Stored items
%%

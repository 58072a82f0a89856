//! Downlink Signal Synthesis
//!
//! Builds baseband LTE downlink frames (PSS, SSS, cell-specific reference
//! signals and an encoded PBCH) at the 1.92 Msps capture rate, for feeding
//! the acquisition pipeline with signals whose every parameter is known.

use common::types::{Cell, CpType, DlBandwidth, DuplexMode, Mib, PhichDuration, PhichResource};
use num_complex::Complex64;
use rand::rngs::StdRng;
use rand::SeedableRng;
use rand_distr::{Distribution, Normal};
use searcher::constants::FRAME_LEN;
use searcher::conv::{conv_encode, rate_match};
use searcher::crc::{apply_port_mask, crc16_bits};
use searcher::dsp::{idft128, sigpower};
use searcher::pbch::pack_mib_bits;
use searcher::pn::lte_pn;
use searcher::rom::ROM_TABLES;
use searcher::rs_dl::RsDl;
use std::f64::consts::FRAC_1_SQRT_2;

/// Everything that defines one synthesized cell
#[derive(Debug, Clone)]
pub struct SynthParams {
    pub n_id_1: u16,
    pub n_id_2: u8,
    pub cp_type: CpType,
    pub duplex_mode: DuplexMode,
    pub n_ports: u8,
    pub bandwidth: DlBandwidth,
    pub phich_duration: PhichDuration,
    pub phich_resource: PhichResource,
    /// System frame number of the first generated frame
    pub sfn0: u16,
    pub n_frames: usize,
    pub amplitude: f64,
    /// Carrier frequency offset applied to the output, Hz
    pub freq_offset: f64,
}

impl Default for SynthParams {
    fn default() -> Self {
        Self {
            n_id_1: 25,
            n_id_2: 1,
            cp_type: CpType::Normal,
            duplex_mode: DuplexMode::Fdd,
            n_ports: 1,
            bandwidth: DlBandwidth::Rb50,
            phich_duration: PhichDuration::Normal,
            phich_resource: PhichResource::OneSixth,
            sfn0: 199,
            n_frames: 10,
            amplitude: 1.0,
            freq_offset: 0.0,
        }
    }
}

impl SynthParams {
    pub fn n_id_cell(&self) -> u16 {
        3 * self.n_id_1 + self.n_id_2 as u16
    }
}

/// Map a sync-channel subcarrier index (0..62) to a grid column (0..72)
fn sync_col(i: usize) -> usize {
    let cn = if i < 31 { i as i32 - 31 } else { i as i32 - 30 };
    if cn < 0 {
        (cn + 36) as usize
    } else {
        (cn + 35) as usize
    }
}

/// One frame's resource grid over the center six RBs
fn frame_grid(p: &SynthParams, rs_dl: &RsDl, sfn: u16) -> Vec<Vec<Complex64>> {
    let n_symb = p.cp_type.n_symb_dl();
    let mut grid = vec![vec![Complex64::default(); 72]; 20 * n_symb];

    // Cell-specific reference signals per transmit port
    let ports: &[usize] = match p.n_ports {
        1 => &[0],
        2 => &[0, 1],
        _ => &[0, 1, 2, 3],
    };
    for &port in ports {
        let syms: Vec<usize> = if port <= 1 {
            vec![0, n_symb - 3]
        } else {
            vec![1]
        };
        for slot in 0..20 {
            for &sym in syms.iter() {
                let shift = rs_dl.shift(slot, sym, port);
                let rs = rs_dl.rs(slot, sym);
                for m in 0..12 {
                    grid[slot * n_symb + sym][shift + 6 * m] = rs[m];
                }
            }
        }
    }

    // Synchronization signals
    let pss = &ROM_TABLES.pss_fd[p.n_id_2 as usize];
    match p.duplex_mode {
        DuplexMode::Fdd => {
            for (slot, variant) in [(0usize, 0u8), (10, 10)] {
                let pss_row = slot * n_symb + n_symb - 1;
                let sss_row = slot * n_symb + n_symb - 2;
                let sss = ROM_TABLES.sss_fd(p.n_id_1, p.n_id_2, variant);
                for i in 0..62 {
                    grid[pss_row][sync_col(i)] = pss[i];
                    grid[sss_row][sync_col(i)] = Complex64::new(sss[i] as f64, 0.0);
                }
            }
        }
        DuplexMode::Tdd => {
            // PSS in the third symbol of subframes 1 and 6, SSS in the last
            // symbol of subframes 0 and 5
            for (pss_slot, sss_slot, variant) in [(2usize, 1usize, 0u8), (12, 11, 10)] {
                let pss_row = pss_slot * n_symb + 2;
                let sss_row = sss_slot * n_symb + n_symb - 1;
                let sss = ROM_TABLES.sss_fd(p.n_id_1, p.n_id_2, variant);
                for i in 0..62 {
                    grid[pss_row][sync_col(i)] = pss[i];
                    grid[sss_row][sync_col(i)] = Complex64::new(sss[i] as f64, 0.0);
                }
            }
        }
    }

    // PBCH: this frame carries segment (sfn mod 4) of the codeword built
    // for the 40 ms period starting at the surrounding multiple of 4
    let m_bit = match p.cp_type {
        CpType::Normal => 1920,
        CpType::Extended => 1728,
    };
    let period_base = sfn & !3;
    let segment = (sfn % 4) as usize;
    let mib = Mib {
        n_ports: p.n_ports,
        bandwidth: p.bandwidth,
        phich_duration: p.phich_duration,
        phich_resource: p.phich_resource,
        sfn: period_base,
    };
    let payload = pack_mib_bits(&mib);
    let mut crc = crc16_bits(&payload);
    apply_port_mask(&mut crc, p.n_ports);
    let mut c = payload.to_vec();
    c.extend_from_slice(&crc);
    let e = rate_match(&conv_encode(&c), m_bit);
    let scr = lte_pn(p.n_id_cell() as u32, m_bit);
    let syms: Vec<Complex64> = e
        .iter()
        .zip(scr.iter())
        .map(|(&b, &s)| b ^ s)
        .collect::<Vec<u8>>()
        .chunks_exact(2)
        .map(|pair| {
            Complex64::new(
                FRAC_1_SQRT_2 * (1.0 - 2.0 * pair[0] as f64),
                FRAC_1_SQRT_2 * (1.0 - 2.0 * pair[1] as f64),
            )
        })
        .collect();
    let n_re_frame = m_bit / 2 / 4;
    let seg_syms = &syms[segment * n_re_frame..(segment + 1) * n_re_frame];

    // Resource elements in the same order the receiver extracts them
    let v3 = (p.n_id_cell() % 3) as usize;
    let mut positions = Vec::with_capacity(n_re_frame);
    for sym in 0..4usize {
        for sc in 0..72usize {
            if sc % 3 == v3 && (sym == 0 || sym == 1 || (sym == 3 && n_symb == 6)) {
                continue;
            }
            positions.push((sym, sc));
        }
    }
    assert_eq!(positions.len(), n_re_frame);

    for pair in 0..n_re_frame / 2 {
        let x1 = seg_syms[2 * pair];
        let x2 = seg_syms[2 * pair + 1];
        // Two or four ports transmit the space-frequency block code; with
        // flat unit channels the received pair is the sum over ports
        let (v1, v2) = if p.n_ports == 1 {
            (x1, x2)
        } else {
            (
                (x1 - x2.conj()) * FRAC_1_SQRT_2,
                (x2 + x1.conj()) * FRAC_1_SQRT_2,
            )
        };
        let (sym1, sc1) = positions[2 * pair];
        let (sym2, sc2) = positions[2 * pair + 1];
        grid[n_symb + sym1][sc1] = v1;
        grid[n_symb + sym2][sc2] = v2;
    }

    grid
}

/// Generate `n_frames` frames of baseband at 1.92 Msps
pub fn synthesize(p: &SynthParams) -> Vec<Complex64> {
    let n_symb = p.cp_type.n_symb_dl();
    let rs_dl = RsDl::new(p.n_id_cell(), p.cp_type);
    let mut out = Vec::with_capacity(p.n_frames * FRAME_LEN);
    for fi in 0..p.n_frames {
        let sfn = (p.sfn0 + fi as u16) % 1024;
        let grid = frame_grid(p, &rs_dl, sfn);
        for slot in 0..20 {
            for sym in 0..n_symb {
                let row = &grid[slot * n_symb + sym];
                let mut spec = vec![Complex64::default(); 128];
                for (col, &v) in row.iter().enumerate() {
                    let cn = if col < 36 { col as i32 - 36 } else { col as i32 - 35 };
                    spec[((cn + 128) % 128) as usize] = v;
                }
                let td = idft128(&spec);
                let cp = p.cp_type.cp_len(sym);
                out.extend(td[128 - cp..].iter().map(|v| v * p.amplitude));
                out.extend(td.iter().map(|v| v * p.amplitude));
            }
        }
    }

    if p.freq_offset != 0.0 {
        let fs = 1.92e6;
        for (n, v) in out.iter_mut().enumerate() {
            *v *= Complex64::from_polar(
                1.0,
                2.0 * std::f64::consts::PI * p.freq_offset * n as f64 / fs,
            );
        }
    }
    out
}

/// Add white Gaussian noise at the given SNR (dB, relative to the average
/// signal power), deterministically seeded.
pub fn awgn(signal: &mut [Complex64], snr_db: f64, seed: u64) {
    let p_sig = sigpower(signal);
    let p_noise = p_sig / 10.0_f64.powf(snr_db / 10.0);
    let dist = Normal::new(0.0, (p_noise / 2.0).sqrt()).unwrap();
    let mut rng = StdRng::seed_from_u64(seed);
    for v in signal.iter_mut() {
        *v += Complex64::new(dist.sample(&mut rng), dist.sample(&mut rng));
    }
}

/// Convenience checks shared by the scenarios
pub fn assert_identity(cell: &Cell, p: &SynthParams) {
    assert_eq!(cell.n_id_2, p.n_id_2);
    let sync = cell.sync.as_ref().expect("sync parameters missing");
    assert_eq!(sync.n_id_1, p.n_id_1);
    assert_eq!(sync.cp_type, p.cp_type);
    assert_eq!(sync.duplex_mode, p.duplex_mode);
    assert_eq!(cell.n_id_cell(), Some(p.n_id_cell()));
}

%%

**Work to be completed**. Search the data for "segment". Copy each line that has it.

**Task answer**.
    // PBCH: this frame carries segment (sfn mod 4) of the codeword built
    let segment = (sfn % 4) as usize;
    let seg_syms = &syms[segment * n_re_frame..(segment + 1) * n_re_frame];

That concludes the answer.